The teams also get to keep 18.75 percent of their seat license revenue. According to reports, the Chargers have reduced their projected seat license revenue amount from $400 million to $150 million. While projections are just that, that cut suggests the team is losing roughly $45 million from its potential seat license haul (18.75 percent of $250 million). This number, of course, assumes the Chargers could have sold $400 million of seat licenses, which many in the market doubt.

 

The Chargers declined to comment. But the team is believed to have made a calculated decision that offering cheap seat licenses to a thus far tepid fan base in Los Angeles is critical toward building a brand in the long term, the lost revenue notwithstanding.

 

One year after the Rams moved to Los Angeles from St.
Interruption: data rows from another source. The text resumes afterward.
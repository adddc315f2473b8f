use anyhow::{Context, Result};
use headless_chrome::browser::tab::NoElementFound;
use headless_chrome::protocol::cdp::Page::CaptureScreenshotFormatOption;
use headless_chrome::{Browser as ChromeProcess, Element, LaunchOptions, Tab};
use serde_json::{Value, json};
use std::path::{Path, PathBuf};
use std::sync::Arc;
use std::time::Duration;
use tracing::{debug, info, warn};

use crate::config::Config;
use crate::types::{Rect, UID_ATTRIBUTE};

/// What the harness needs from a browser. Element handles are borrowed from
/// the browser, so they never outlive the page they were found on.
pub trait Browser {
    type Element<'a>
    where
        Self: 'a;

    fn navigate(&self, url: &str) -> Result<()>;
    fn find_all_elements(&self) -> Result<Vec<Self::Element<'_>>>;
    fn find_element_by_uid(&self, uid: &str) -> Result<Option<Self::Element<'_>>>;
    fn get_attribute(&self, el: &Self::Element<'_>, name: &str) -> Result<Option<String>>;
    fn set_attribute(&self, el: &Self::Element<'_>, name: &str, value: &str) -> Result<()>;
    fn get_rect(&self, el: &Self::Element<'_>) -> Result<Rect>;
    fn tag_name(&self, el: &Self::Element<'_>) -> Result<String>;
    fn text_content(&self, el: &Self::Element<'_>) -> Result<String>;
    fn click(&self, el: &Self::Element<'_>) -> Result<()>;
    fn send_keys(&self, el: &Self::Element<'_>, text: &str) -> Result<()>;
    fn submit(&self, el: &Self::Element<'_>) -> Result<()>;
    fn execute_script(&self, js: &str) -> Result<Value>;
    fn page_source(&self) -> Result<String>;
    fn screenshot(&self, path: &Path) -> Result<()>;
    fn current_url(&self) -> Result<String>;

    /// Blocks until the page has had a chance to react to the last effect.
    fn wait_for_settle(&self, delay: Duration) -> Result<()> {
        std::thread::sleep(delay);
        Ok(())
    }

    fn close(self) -> Result<()>
    where
        Self: Sized;
}

/// A real Chrome instance driven over CDP.
pub struct ChromeBrowser {
    _process: ChromeProcess,
    tab: Arc<Tab>,
}

impl ChromeBrowser {
    pub fn launch(config: &Config) -> Result<Self> {
        let path = config.chrome_path.clone().or_else(find_chrome);
        if let Some(ref p) = path {
            info!(path = %p.display(), "using chrome executable");
        }

        let options = LaunchOptions {
            headless: config.headless,
            sandbox: false,
            path,
            window_size: Some((config.viewport_width, config.viewport_height)),
            args: vec![
                std::ffi::OsStr::new("--no-first-run"),
                std::ffi::OsStr::new("--no-default-browser-check"),
                std::ffi::OsStr::new("--disable-infobars"),
            ],
            idle_browser_timeout: Duration::from_secs(600),
            ..Default::default()
        };

        info!(headless = config.headless, "starting chrome");
        let process = ChromeProcess::new(options).context("browser launch failed")?;
        let tab = process.new_tab()?;
        tab.navigate_to("about:blank")?;
        info!("chrome ready");

        Ok(Self {
            _process: process,
            tab,
        })
    }

    fn call_for_string(
        &self,
        el: &Element<'_>,
        function: &str,
        args: Vec<Value>,
    ) -> Result<Option<String>> {
        let result = el.call_js_fn(function, args, false)?;
        Ok(result.value.and_then(|v| v.as_str().map(String::from)))
    }
}

impl Browser for ChromeBrowser {
    type Element<'a> = Element<'a>;

    fn navigate(&self, url: &str) -> Result<()> {
        self.tab
            .navigate_to(url)
            .with_context(|| format!("failed to open URL: {url}"))?;
        self.tab
            .wait_until_navigated()
            .context("navigation did not complete")?;
        Ok(())
    }

    fn find_all_elements(&self) -> Result<Vec<Element<'_>>> {
        Ok(self.tab.find_elements("*")?)
    }

    fn find_element_by_uid(&self, uid: &str) -> Result<Option<Element<'_>>> {
        let selector = format!("[{UID_ATTRIBUTE}=\"{}\"]", css_attr_escape(uid));
        let found = absent_as_none(self.tab.find_element(&selector))
            .with_context(|| format!("uid lookup failed: {uid}"))?;
        if found.is_none() {
            debug!(uid, "no element carries uid");
        }
        Ok(found)
    }

    fn get_attribute(&self, el: &Element<'_>, name: &str) -> Result<Option<String>> {
        self.call_for_string(
            el,
            "function (name) { return this.getAttribute(name); }",
            vec![json!(name)],
        )
    }

    fn set_attribute(&self, el: &Element<'_>, name: &str, value: &str) -> Result<()> {
        el.call_js_fn(
            "function (name, value) { this.setAttribute(name, value); }",
            vec![json!(name), json!(value)],
            false,
        )?;
        Ok(())
    }

    fn get_rect(&self, el: &Element<'_>) -> Result<Rect> {
        let raw = self
            .call_for_string(
                el,
                "function () { const r = this.getBoundingClientRect(); \
                 return JSON.stringify({x: r.x + window.scrollX, y: r.y + window.scrollY, \
                 width: r.width, height: r.height}); }",
                vec![],
            )?
            .unwrap_or_default();
        Ok(serde_json::from_str(&raw).context("unreadable element rect")?)
    }

    fn tag_name(&self, el: &Element<'_>) -> Result<String> {
        Ok(self
            .call_for_string(el, "function () { return this.tagName.toLowerCase(); }", vec![])?
            .unwrap_or_default())
    }

    fn text_content(&self, el: &Element<'_>) -> Result<String> {
        Ok(self
            .call_for_string(
                el,
                "function () { return (this.innerText || this.value || this.textContent || '').trim(); }",
                vec![],
            )?
            .unwrap_or_default())
    }

    fn click(&self, el: &Element<'_>) -> Result<()> {
        el.click()?;
        Ok(())
    }

    fn send_keys(&self, el: &Element<'_>, text: &str) -> Result<()> {
        el.type_into(text)?;
        Ok(())
    }

    fn submit(&self, el: &Element<'_>) -> Result<()> {
        el.call_js_fn(
            "function () { const f = this.form || (this.tagName === 'FORM' ? this : null); \
             if (!f) { throw new Error('element is not inside a form'); } \
             if (f.requestSubmit) { f.requestSubmit(); } else { f.submit(); } }",
            vec![],
            false,
        )?;
        Ok(())
    }

    fn execute_script(&self, js: &str) -> Result<Value> {
        let result = self.tab.evaluate(js, false)?;
        Ok(result.value.unwrap_or(Value::Null))
    }

    fn page_source(&self) -> Result<String> {
        Ok(self.tab.get_content()?)
    }

    fn screenshot(&self, path: &Path) -> Result<()> {
        let png = self
            .tab
            .capture_screenshot(CaptureScreenshotFormatOption::Png, None, None, true)?;
        std::fs::write(path, &png)
            .with_context(|| format!("failed to write screenshot to {}", path.display()))?;
        Ok(())
    }

    fn current_url(&self) -> Result<String> {
        Ok(self.tab.get_url())
    }

    fn wait_for_settle(&self, delay: Duration) -> Result<()> {
        if let Err(e) = self.tab.wait_until_navigated() {
            warn!(error = %e, "page did not report navigation complete");
        }
        std::thread::sleep(delay);
        Ok(())
    }

    fn close(self) -> Result<()> {
        if let Err(e) = self.tab.close(true) {
            warn!(error = %e, "failed to close tab cleanly");
        }
        // Dropping the process handle shuts Chrome down.
        Ok(())
    }
}

/// Only a selector miss means "absent"; transport and protocol errors pass
/// through.
fn absent_as_none<T>(found: Result<T>) -> Result<Option<T>> {
    match found {
        Ok(el) => Ok(Some(el)),
        Err(e) if e.is::<NoElementFound>() => Ok(None),
        Err(e) => Err(e),
    }
}

fn css_attr_escape(input: &str) -> String {
    input.replace('\\', "\\\\").replace('"', "\\\"")
}

/// Well-known Chrome locations; `None` lets headless_chrome search on its own.
fn find_chrome() -> Option<PathBuf> {
    let mut candidates = vec![
        PathBuf::from(r"C:\Program Files\Google\Chrome\Application\chrome.exe"),
        PathBuf::from(r"C:\Program Files (x86)\Google\Chrome\Application\chrome.exe"),
        PathBuf::from("/Applications/Google Chrome.app/Contents/MacOS/Google Chrome"),
    ];
    if let Some(local) = dirs::data_local_dir() {
        candidates.push(
            local
                .join("Google")
                .join("Chrome")
                .join("Application")
                .join("chrome.exe"),
        );
    }

    candidates.into_iter().find(|p| p.exists())
}

#[cfg(test)]
mod tests {
    use super::*;

    #[test]
    fn only_a_selector_miss_counts_as_absent() {
        assert_eq!(absent_as_none(Ok(7)).unwrap(), Some(7));
        assert_eq!(
            absent_as_none::<u8>(Err(NoElementFound {}.into())).unwrap(),
            None
        );
        let err = absent_as_none::<u8>(Err(anyhow::anyhow!("connection closed"))).unwrap_err();
        assert!(err.to_string().contains("connection closed"));
    }

    #[test]
    fn uid_selector_escapes_quotes() {
        assert_eq!(css_attr_escape(r#"a"b"#), r#"a\"b"#);
        assert_eq!(css_attr_escape(r"a\b"), r"a\\b");
        assert_eq!(css_attr_escape("3f2a9c1e-77d0-4b1a"), "3f2a9c1e-77d0-4b1a");
    }
}
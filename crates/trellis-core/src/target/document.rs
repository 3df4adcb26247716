//! Target documents: drawings with one page and libraries of items.

use serde::{Deserialize, Serialize};

use crate::{
    geometry::Rect,
    target::{arena::ItemArena, item::ItemHandle, style::Fill},
};

/// The page of a target drawing.
#[derive(Debug, Default, Clone, PartialEq, Serialize, Deserialize)]
pub struct Page {
    bounds: Rect,
    #[serde(default, skip_serializing_if = "Option::is_none")]
    background: Option<Fill>,
    items: Vec<ItemHandle>,
}

impl Page {
    pub fn new(bounds: Rect) -> Self {
        Self {
            bounds,
            background: None,
            items: Vec::new(),
        }
    }

    pub fn bounds(&self) -> Rect {
        self.bounds
    }

    pub fn background(&self) -> Option<&Fill> {
        self.background.as_ref()
    }

    pub fn set_background(&mut self, background: Option<Fill>) {
        self.background = background;
    }

    /// Top-level items in paint order
    pub fn items(&self) -> &[ItemHandle] {
        &self.items
    }

    pub fn add(&mut self, item: ItemHandle) {
        self.items.push(item);
    }
}

/// A converted drawing.
#[derive(Debug, Default, Clone, PartialEq, Serialize, Deserialize)]
pub struct DrawingDocument {
    items: ItemArena,
    page: Page,
}

impl DrawingDocument {
    pub fn new(page: Page) -> Self {
        Self::from_parts(ItemArena::new(), page)
    }

    /// A drawing whose page refers to items of `items`.
    pub fn from_parts(items: ItemArena, page: Page) -> Self {
        Self { items, page }
    }

    pub fn items(&self) -> &ItemArena {
        &self.items
    }

    pub fn items_mut(&mut self) -> &mut ItemArena {
        &mut self.items
    }

    pub fn page(&self) -> &Page {
        &self.page
    }

    pub fn page_mut(&mut self) -> &mut Page {
        &mut self.page
    }
}

/// One entry of a target library.
#[derive(Debug, Clone, PartialEq, Serialize, Deserialize)]
pub struct LibraryItem {
    name: String,
    #[serde(default, skip_serializing_if = "Option::is_none")]
    image: Option<Vec<u8>>,
    items: Vec<ItemHandle>,
}

impl LibraryItem {
    pub fn new(name: impl Into<String>) -> Self {
        Self {
            name: name.into(),
            image: None,
            items: Vec::new(),
        }
    }

    pub fn with_image(mut self, image: Vec<u8>) -> Self {
        self.image = Some(image);
        self
    }

    pub fn name(&self) -> &str {
        &self.name
    }

    pub fn image(&self) -> Option<&[u8]> {
        self.image.as_deref()
    }

    pub fn items(&self) -> &[ItemHandle] {
        &self.items
    }

    pub fn add(&mut self, item: ItemHandle) {
        self.items.push(item);
    }
}

/// A converted library. All entries share one item arena.
#[derive(Debug, Default, Clone, PartialEq, Serialize, Deserialize)]
pub struct LibraryDocument {
    items: ItemArena,
    entries: Vec<LibraryItem>,
}

impl LibraryDocument {
    pub fn new() -> Self {
        Self::default()
    }

    /// A library whose entries refer to items of `items`.
    pub fn from_parts(items: ItemArena, entries: Vec<LibraryItem>) -> Self {
        Self { items, entries }
    }

    pub fn items(&self) -> &ItemArena {
        &self.items
    }

    pub fn items_mut(&mut self) -> &mut ItemArena {
        &mut self.items
    }

    pub fn entries(&self) -> &[LibraryItem] {
        &self.entries
    }

    pub fn add_entry(&mut self, entry: LibraryItem) {
        self.entries.push(entry);
    }
}

/// Either kind of target document.
#[derive(Debug, Clone, PartialEq, Serialize, Deserialize)]
#[serde(tag = "document", rename_all = "snake_case")]
pub enum TargetDocument {
    Drawing(DrawingDocument),
    Library(LibraryDocument),
}

impl TargetDocument {
    pub fn items(&self) -> &ItemArena {
        match self {
            Self::Drawing(drawing) => drawing.items(),
            Self::Library(library) => library.items(),
        }
    }
}

impl From<DrawingDocument> for TargetDocument {
    fn from(drawing: DrawingDocument) -> Self {
        Self::Drawing(drawing)
    }
}

impl From<LibraryDocument> for TargetDocument {
    fn from(library: LibraryDocument) -> Self {
        Self::Library(library)
    }
}

#[cfg(test)]
mod tests {
    use super::*;
    use crate::target::item::TargetItem;

    #[test]
    fn test_document_tag() {
        let mut drawing = DrawingDocument::new(Page::new(Rect::new(0.0, 0.0, 800.0, 600.0)));
        let handle = drawing.items_mut().insert(TargetItem::group());
        drawing.page_mut().add(handle);

        let doc = TargetDocument::from(drawing);
        let json = serde_json::to_value(&doc).unwrap();
        assert_eq!(json["document"], "drawing");
        assert_eq!(json["page"]["items"][0], 0);

        let back: TargetDocument = serde_json::from_value(json).unwrap();
        assert_eq!(back, doc);
    }

    #[test]
    fn test_library_entries_share_arena() {
        let mut library = LibraryDocument::new();
        let mut first = LibraryItem::new("Box").with_image(vec![1, 2, 3]);
        first.add(library.items_mut().insert(TargetItem::group()));
        let mut second = LibraryItem::new("Arrow");
        second.add(library.items_mut().insert(TargetItem::group()));
        library.add_entry(first);
        library.add_entry(second);

        assert_eq!(library.items().len(), 2);
        assert_eq!(library.entries()[0].image(), Some(&[1, 2, 3][..]));
        assert_eq!(library.entries()[1].items()[0].index(), 1);
    }
}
Louis in 2016, the Chargers joined them from San Diego, and they have found it difficult to build a sizable base. The Chargers play at the 27,000-seat StubHub Center in Carson, Calif., which is often filled with fans of the opposing team.

 

The new stadium, which is being built in Inglewood and will seat 70,240 people, is largely controlled by the Rams and their owner, Stan Kroenke. He owns the majority of the stadium operating company and the right to develop the adjacent property. He is also responsible for most of the construction costs, which exceed $4 billion. The Chargers are providing $200 million in league stadium funding, as well as the seat license money.

 

Meanwhile, while the Chargers are putting in far less in seat license money than anticipated, the banks providing the $2.25 billion loan to the project are unconcerned because the Rams are in charge of the stadium. One banker noted that to lend $2.25 billion would require at the very least $4.5 billion in projected revenue from the stadium.

 

“I don’t think there is really any cause for concern,” said another banker. A third banker noted that large loans like these have built-in reserves, and that Kroenke is a billionaire who is guaranteeing project completion.

 

The loan is led by JPMorgan Chase. The bank declined to comment.

 

The Rams, the banking sources said, are expected to generate over $800 million in seat license sales. The team declined to comment.

 

Legends Global Sales is selling the seat licenses, suites and sponsorships for the stadium on behalf of the two teams.